Ecco un esempio per capire che cosa sarebbe potuto succedere secondo il vecchio meccanismo e importi: il fornitore anticipa l’importo dei lavori, ma poi recupera il 110% sotto forma di credito di imposta da utilizzare direttamente a compensazione del suo debito fiscale.
Ed è questo il tema messo sul tavolo. Anche se l’obiettivo era positivo, di favorire cioè i lavori edili superando la mancanza di liquidità delle famiglie e delle imprese, e anche le difficoltà intorno ai meccanismi di cessione del credito e, direttamente collegato, dello sconto in fattura. Ma ecco cosa sarebbe successo in un confronto con quanto era stato fissato in precedenza, prima delle modifiche che hanno ridotto la spessa massima su cui calcolare la detrazione.

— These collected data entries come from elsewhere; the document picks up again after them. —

use std::path::{Path, PathBuf};

use anyhow::Result;
use linkvote_core::{
    build_threads, Comment, CommentId, CommentThread, LedgerError, LinkDraft, LinkId, LinkPage,
    LinkSummary, Stance, User, UserId, Vote, VoteKind, VoteTally, VoteTransition,
};
use linkvote_store_sqlite::{IntegrityReport, SchemaStatus, SqliteStore};
use serde::{Deserialize, Serialize};

pub const API_CONTRACT_VERSION: &str = "api.v1";

#[derive(Debug, Clone, Serialize, Deserialize, PartialEq, Eq)]
pub struct MigrateResult {
    pub dry_run: bool,
    pub current_version: i64,
    pub target_version: i64,
    pub would_apply_versions: Vec<i64>,
    pub after_version: Option<i64>,
    pub up_to_date: Option<bool>,
}

#[derive(Debug, Clone, Serialize, Deserialize, PartialEq, Eq)]
pub struct BackupResult {
    pub path: String,
    pub schema_version: i64,
}

#[derive(Debug, Clone, Serialize, Deserialize, PartialEq, Eq)]
pub struct CreateUserRequest {
    pub name: String,
}

#[derive(Debug, Clone, Serialize, Deserialize, PartialEq, Eq)]
pub struct VoteRequest {
    pub kind: VoteKind,
}

#[derive(Debug, Clone, Serialize, Deserialize, PartialEq, Eq)]
pub struct AddCommentRequest {
    pub content: String,
    #[serde(default)]
    pub parent_id: Option<CommentId>,
}

#[derive(Debug, Clone, Serialize, Deserialize, PartialEq, Eq)]
pub struct UpdateCommentRequest {
    pub content: String,
}

/// Outcome of one cast, with the score and stance read back after commit.
#[derive(Debug, Clone, Serialize, Deserialize, PartialEq, Eq)]
pub struct VoteReceipt {
    pub link_id: LinkId,
    pub transition: VoteTransition,
    pub net_score: i64,
    pub user_vote: Stance,
}

#[derive(Debug, Clone, Serialize, Deserialize, PartialEq, Eq)]
pub struct UserVoteView {
    pub user_id: UserId,
    pub link_id: LinkId,
    pub stance: Stance,
    pub vote: Option<Vote>,
}

#[derive(Debug, Clone, Serialize, Deserialize, PartialEq, Eq)]
pub struct LinkDetail {
    pub link: LinkSummary,
    pub threads: Vec<CommentThread>,
    pub viewer_stance: Stance,
}

#[derive(Debug, Clone, Serialize, Deserialize, PartialEq, Eq)]
pub struct LinkDeleted {
    pub link_id: LinkId,
    pub deleted: bool,
}

#[derive(Debug, Clone, Serialize, Deserialize, PartialEq, Eq)]
pub struct CommentDeleted {
    pub comment_id: CommentId,
    pub deleted: bool,
}

/// Domain failure carried inside an API error, if there is one.
#[must_use]
pub fn ledger_error(err: &anyhow::Error) -> Option<&LedgerError> {
    err.downcast_ref::<LedgerError>()
}

#[derive(Debug, Clone)]
pub struct LinkVoteApi {
    db_path: PathBuf,
}

impl LinkVoteApi {
    #[must_use]
    pub fn new(db_path: PathBuf) -> Self {
        Self { db_path }
    }

    fn open_store(&self) -> Result<SqliteStore> {
        SqliteStore::open(&self.db_path)
    }

    fn open_migrated_store(&self) -> Result<SqliteStore> {
        let mut store = self.open_store()?;
        store.migrate()?;
        Ok(store)
    }

    /// Inspect schema status without mutating data.
    ///
    /// # Errors
    /// Returns an error when the `SQLite` database cannot be opened or queried.
    pub fn schema_status(&self) -> Result<SchemaStatus> {
        let store = self.open_store()?;
        store.schema_status()
    }

    /// Apply pending migrations, or return planned versions for dry-run mode.
    ///
    /// # Errors
    /// Returns an error when migration planning or execution fails.
    pub fn migrate(&self, dry_run: bool) -> Result<MigrateResult> {
        let mut store = self.open_store()?;
        let before = store.schema_status()?;
        if dry_run {
            return Ok(MigrateResult {
                dry_run: true,
                current_version: before.current_version,
                target_version: before.target_version,
                would_apply_versions: before.pending_versions,
                after_version: None,
                up_to_date: None,
            });
        }

        let planned_versions = before.pending_versions;
        store.migrate()?;
        let after = store.schema_status()?;
        Ok(MigrateResult {
            dry_run: false,
            current_version: before.current_version,
            target_version: before.target_version,
            would_apply_versions: planned_versions,
            after_version: Some(after.current_version),
            up_to_date: Some(after.pending_versions.is_empty()),
        })
    }

    /// # Errors
    /// Returns an error when any integrity probe fails to run.
    pub fn integrity_check(&self) -> Result<IntegrityReport> {
        let store = self.open_store()?;
        store.integrity_check()
    }

    /// Copy the migrated database to `out`.
    ///
    /// # Errors
    /// Returns an error when migration or the backup itself fails.
    pub fn backup(&self, out: &Path) -> Result<BackupResult> {
        let store = self.open_migrated_store()?;
        store.backup_database(out)?;
        Ok(BackupResult {
            path: out.display().to_string(),
            schema_version: store.schema_status()?.current_version,
        })
    }

    /// Replace the database contents with a backup, then migrate it.
    ///
    /// # Errors
    /// Returns an error when the backup is missing or the restore fails.
    pub fn restore(&self, input: &Path) -> Result<SchemaStatus> {
        let mut store = self.open_store()?;
        store.restore_database(input)?;
        store.schema_status()
    }

    /// # Errors
    /// Returns `Validation` or `Conflict` inside the error for bad or taken names.
    pub fn create_user(&self, input: &CreateUserRequest) -> Result<User> {
        let mut store = self.open_migrated_store()?;
        store.create_user(&input.name)
    }

    /// # Errors
    /// Returns `NotFound` inside the error for an unknown user.
    pub fn get_user(&self, user_id: UserId) -> Result<User> {
        let store = self.open_migrated_store()?;
        store.get_user(user_id)
    }

    /// Submit a link and return it with its (empty) counts.
    ///
    /// # Errors
    /// Returns `Validation` or `NotFound` inside the error, or a storage error.
    pub fn create_link(&self, actor: UserId, draft: &LinkDraft) -> Result<LinkSummary> {
        let mut store = self.open_migrated_store()?;
        let link = store.create_link(actor, draft)?;
        store.link_summary(link.link_id)
    }

    /// # Errors
    /// Returns `Validation`, `NotFound`, or `Forbidden` inside the error.
    pub fn update_link(
        &self,
        actor: UserId,
        link_id: LinkId,
        draft: &LinkDraft,
    ) -> Result<LinkSummary> {
        let mut store = self.open_migrated_store()?;
        store.update_link(actor, link_id, draft)?;
        store.link_summary(link_id)
    }

    /// # Errors
    /// Returns `NotFound` or `Forbidden` inside the error.
    pub fn delete_link(&self, actor: UserId, link_id: LinkId) -> Result<LinkDeleted> {
        let mut store = self.open_migrated_store()?;
        store.delete_link(actor, link_id)?;
        Ok(LinkDeleted { link_id, deleted: true })
    }

    /// # Errors
    /// Returns `Validation` inside the error for page `0`.
    pub fn list_links(&self, page: u32) -> Result<LinkPage> {
        let store = self.open_migrated_store()?;
        store.list_links(page)
    }

    /// Link summary, threaded comments, and the viewer's stance (`none` when anonymous).
    ///
    /// # Errors
    /// Returns `NotFound` inside the error for an unknown link.
    pub fn link_detail(&self, link_id: LinkId, viewer: Option<UserId>) -> Result<LinkDetail> {
        let store = self.open_migrated_store()?;
        let link = store.link_summary(link_id)?;
        let comments = store.list_comments(link_id)?;
        let viewer_stance = match viewer {
            Some(user_id) => store.user_vote(user_id, link_id)?,
            None => Stance::None,
        };
        Ok(LinkDetail { link, threads: build_threads(&comments), viewer_stance })
    }

    /// # Errors
    /// Returns `Validation` or `NotFound` inside the error.
    pub fn add_comment(
        &self,
        actor: UserId,
        link_id: LinkId,
        input: &AddCommentRequest,
    ) -> Result<Comment> {
        let mut store = self.open_migrated_store()?;
        store.add_comment(actor, link_id, &input.content, input.parent_id)
    }

    /// # Errors
    /// Returns `Validation`, `NotFound`, or `Forbidden` inside the error.
    pub fn update_comment(
        &self,
        actor: UserId,
        comment_id: CommentId,
        input: &UpdateCommentRequest,
    ) -> Result<Comment> {
        let mut store = self.open_migrated_store()?;
        store.update_comment(actor, comment_id, &input.content)
    }

    /// # Errors
    /// Returns `NotFound` or `Forbidden` inside the error.
    pub fn delete_comment(&self, actor: UserId, comment_id: CommentId) -> Result<CommentDeleted> {
        let mut store = self.open_migrated_store()?;
        store.delete_comment(actor, comment_id)?;
        Ok(CommentDeleted { comment_id, deleted: true })
    }

    /// Cast a vote and read back the committed score and stance.
    ///
    /// # Errors
    /// Returns `NotFound` or `ConstraintViolation` inside the error, or a storage error.
    pub fn vote(&self, actor: UserId, link_id: LinkId, input: &VoteRequest) -> Result<VoteReceipt> {
        let mut store = self.open_migrated_store()?;
        let transition = store.cast_vote(actor, link_id, input.kind)?;
        Ok(VoteReceipt {
            link_id,
            transition,
            net_score: store.net_score(link_id)?,
            user_vote: store.user_vote(actor, link_id)?,
        })
    }

    /// # Errors
    /// Returns `NotFound` inside the error for an unknown link.
    pub fn score(&self, link_id: LinkId) -> Result<VoteTally> {
        let store = self.open_migrated_store()?;
        store.tally(link_id)
    }

    /// # Errors
    /// Returns a storage error when the vote row cannot be read.
    pub fn user_vote(&self, user_id: UserId, link_id: LinkId) -> Result<UserVoteView> {
        let store = self.open_migrated_store()?;
        let vote = store.get_vote(user_id, link_id)?;
        let stance = Stance::from(vote.as_ref().map(|vote| vote.kind));
        Ok(UserVoteView { user_id, link_id, stance, vote })
    }
}

#[cfg(test)]
mod tests {
    use std::fs;

    use super::*;

    fn unique_temp_db_path() -> PathBuf {
        std::env::temp_dir().join(format!("linkvote-api-{}.sqlite3", ulid::Ulid::new()))
    }

    fn cleanup(db_path: &Path) {
        for suffix in ["", "-wal", "-shm"] {
            let _ = fs::remove_file(format!("{}{}", db_path.display(), suffix));
        }
    }

    fn fixture_draft() -> LinkDraft {
        LinkDraft {
            title: "Announcing Rust 1.78".to_string(),
            url: "https://blog.rust-lang.org/2024/05/02/Rust-1.78.0.html".to_string(),
            description: None,
        }
    }

    #[test]
    fn vote_receipt_tracks_record_flip_and_retract() -> Result<()> {
        let db_path = unique_temp_db_path();
        let api = LinkVoteApi::new(db_path.clone());
        let user = api.create_user(&CreateUserRequest { name: "ada".to_string() })?;
        let link = api.create_link(user.user_id, &fixture_draft())?;
        let link_id = link.link.link_id;

        let up = api.vote(user.user_id, link_id, &VoteRequest { kind: VoteKind::Up })?;
        assert_eq!(up.transition, VoteTransition::Recorded);
        assert_eq!((up.net_score, up.user_vote), (1, Stance::Up));

        let down = api.vote(user.user_id, link_id, &VoteRequest { kind: VoteKind::Down })?;
        assert_eq!(down.transition, VoteTransition::Flipped);
        assert_eq!((down.net_score, down.user_vote), (-1, Stance::Down));

        let again = api.vote(user.user_id, link_id, &VoteRequest { kind: VoteKind::Down })?;
        assert_eq!(again.transition, VoteTransition::Retracted);
        assert_eq!((again.net_score, again.user_vote), (0, Stance::None));

        assert_eq!(api.score(link_id)?, VoteTally::default());
        let cleared = api.user_vote(user.user_id, link_id)?;
        assert_eq!((cleared.stance, cleared.vote), (Stance::None, None));
        cleanup(&db_path);
        Ok(())
    }

    #[test]
    fn link_detail_threads_comments_and_reports_viewer_stance() -> Result<()> {
        let db_path = unique_temp_db_path();
        let api = LinkVoteApi::new(db_path.clone());
        let author = api.create_user(&CreateUserRequest { name: "author".to_string() })?;
        let viewer = api.create_user(&CreateUserRequest { name: "viewer".to_string() })?;
        let link_id = api.create_link(author.user_id, &fixture_draft())?.link.link_id;

        let top = api.add_comment(
            author.user_id,
            link_id,
            &AddCommentRequest { content: "first".to_string(), parent_id: None },
        )?;
        api.add_comment(
            viewer.user_id,
            link_id,
            &AddCommentRequest { content: "reply".to_string(), parent_id: Some(top.comment_id) },
        )?;
        api.vote(viewer.user_id, link_id, &VoteRequest { kind: VoteKind::Down })?;

        let detail = api.link_detail(link_id, Some(viewer.user_id))?;
        assert_eq!(detail.viewer_stance, Stance::Down);
        assert_eq!(detail.link.comments_count, 2);
        assert_eq!(detail.link.tally.net_score, -1);
        assert_eq!(detail.threads.len(), 1);
        assert_eq!(detail.threads[0].replies.len(), 1);
        assert_eq!(detail.link.submitter_name, "author");
        assert_eq!(detail.threads[0].comment.author_name, "author");
        assert_eq!(detail.threads[0].replies[0].author_name, "viewer");

        let view = api.user_vote(viewer.user_id, link_id)?;
        assert_eq!(view.stance, Stance::Down);
        assert_eq!(view.vote.map(|vote| vote.kind), Some(VoteKind::Down));

        let anonymous = api.link_detail(link_id, None)?;
        assert_eq!(anonymous.viewer_stance, Stance::None);
        cleanup(&db_path);
        Ok(())
    }

    #[test]
    fn domain_errors_survive_the_api_boundary() -> Result<()> {
        let db_path = unique_temp_db_path();
        let api = LinkVoteApi::new(db_path.clone());
        let owner = api.create_user(&CreateUserRequest { name: "owner".to_string() })?;
        let other = api.create_user(&CreateUserRequest { name: "other".to_string() })?;
        let link_id = api.create_link(owner.user_id, &fixture_draft())?.link.link_id;

        let Err(err) = api.delete_link(other.user_id, link_id) else {
            panic!("non-owner delete should fail");
        };
        assert_eq!(ledger_error(&err).map(LedgerError::code), Some("forbidden"));

        let Err(err) = api.vote(owner.user_id, LinkId::new(), &VoteRequest { kind: VoteKind::Up })
        else {
            panic!("vote on unknown link should fail");
        };
        assert_eq!(ledger_error(&err).map(LedgerError::code), Some("not_found"));

        let Err(err) = api.create_user(&CreateUserRequest { name: "owner".to_string() }) else {
            panic!("duplicate user should fail");
        };
        assert_eq!(ledger_error(&err).map(LedgerError::code), Some("conflict"));

        let deleted = api.delete_link(owner.user_id, link_id)?;
        assert!(deleted.deleted);
        cleanup(&db_path);
        Ok(())
    }

    #[test]
    fn migrate_dry_run_reports_plan_without_applying() -> Result<()> {
        let db_path = unique_temp_db_path();
        let api = LinkVoteApi::new(db_path.clone());

        let plan = api.migrate(true)?;
        assert!(plan.dry_run);
        assert_eq!(plan.current_version, 0);
        assert_eq!(plan.would_apply_versions, vec![1, 2]);
        assert_eq!(api.schema_status()?.current_version, 0);

        let applied = api.migrate(false)?;
        assert_eq!(applied.after_version, Some(applied.target_version));
        assert_eq!(applied.up_to_date, Some(true));
        cleanup(&db_path);
        Ok(())
    }
}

Un esempio: nel caso di un condominio che avesse sostenuto lavori di isolamento termico per un importo totale di 50.000 euro, alla fine si sarebbe tradotto per le aziende in un intervento che non avrebbe prodotto liquidità né reddito. In questo caso, infatti, la spesa da sostenere restava al di sotto del tetto massimo detraibile (fissata in precedenza in 60mila euro). In questo caso, quindi, il condominio non solo avrebbe portato in detrazione tutto il costo dei lavori (50mila euro), ma avrebbe ottenuto anche una percentuale aggiuntiva per un ammontare totale di 55mila euro (il 110% della effettiva spesa sostenuta), e poi avrebbe scelto anche lo sconto in fattura.
L’impresa che ha eseguito i lavori accettando questa soluzione del credito, avrebbe emesso fattura con uno sconto pari all’ammontare della detrazione. L’impresa, a questo punto, poteva sfruttare il credito di imposta, portando in compensazione al proprio carico fiscale. Oppure avrebbe potuto cedere ad altri soggetti (con il super bonus del 110%, sono ammessi anche banche e altri intermediari finanziari come le assicurazioni) l’importo del credito d’imposta.
Alla fine di questo percorso, il condominio avrebbe realizzato lavori di riqualificazione a costo zero, senza sborsare un solo euro. E l’impresa avrebbe acquisito un credito d’imposta di 55mila euro, senza ovviamente incassare nulla.
Ma le novità sulla formula del credito di imposta da utilizzare direttamente o cedere ad altri operatori presenta anche altre novità. La trasformazione della detrazione in credito di imposta da cedere a fornitori, banche e altri intermediari finanziari, sono opzioni consentite ora, oltre che per gli interventi agevolati con il superbonus, anche per gli altri lavori di recupero del patrimonio edilizio agevolati che usufruiscono delle precedenti misure dell’ecobonus ristrutturazioni, di efficientamento energetico agevolati e con l’ecobonus tradizionale previsto nel caso di installazione di impianti fotovoltaici e di colonnine per la ricarica dei veicoli elettrici.
Le perplessità e i dubbi delle imprese ora sono al centro delle proposte di modifica. E fra le ipotesi per rendere i meccanismi più snelli, potrebbe essere introdotta la “cessione frazionata” del credito e la possibilità di operare più cessioni successive, in sostanza il meccanismo cosiddetto “Sal”. ma potrebbe essere prevista anche la possibilità di utilizzare negli anni successivi o chiedere a rimborso la quota di credito di imposta non utilizzata nell’anno, questo per venire incontro agli operatori con minore capienza fiscale.
Ultima ipotesi, anche se in realtà è un ritorno della stessa possibilità già avanzata all’inizio di questa nuova misura, è la proposta di aumentare di 10 punti percentuali (quindi passare dal 110 al 120%) le detrazioni previste per il recupero del patrimonio edilizio, l’efficienza energetica, l’adozione di misure antisismiche, il recupero o restauro della facciata, l’installazione impianti fotovoltaici e l’installazione colonnine di ricarica. A beneficiarne sarebbero le imprese e i fornitori che eseguono i lavori edilizi. La maggiorazione del credito di imposta spettante coprirebbe gli oneri amministrativi e bancari connessi alla cessione del credito d’imposta maturato. Ma su queste ultime ipotesi ora vi sono molte chiusure visto anche l’accordo fatto alla Camera e che ha di fatto blindato il testo di legge.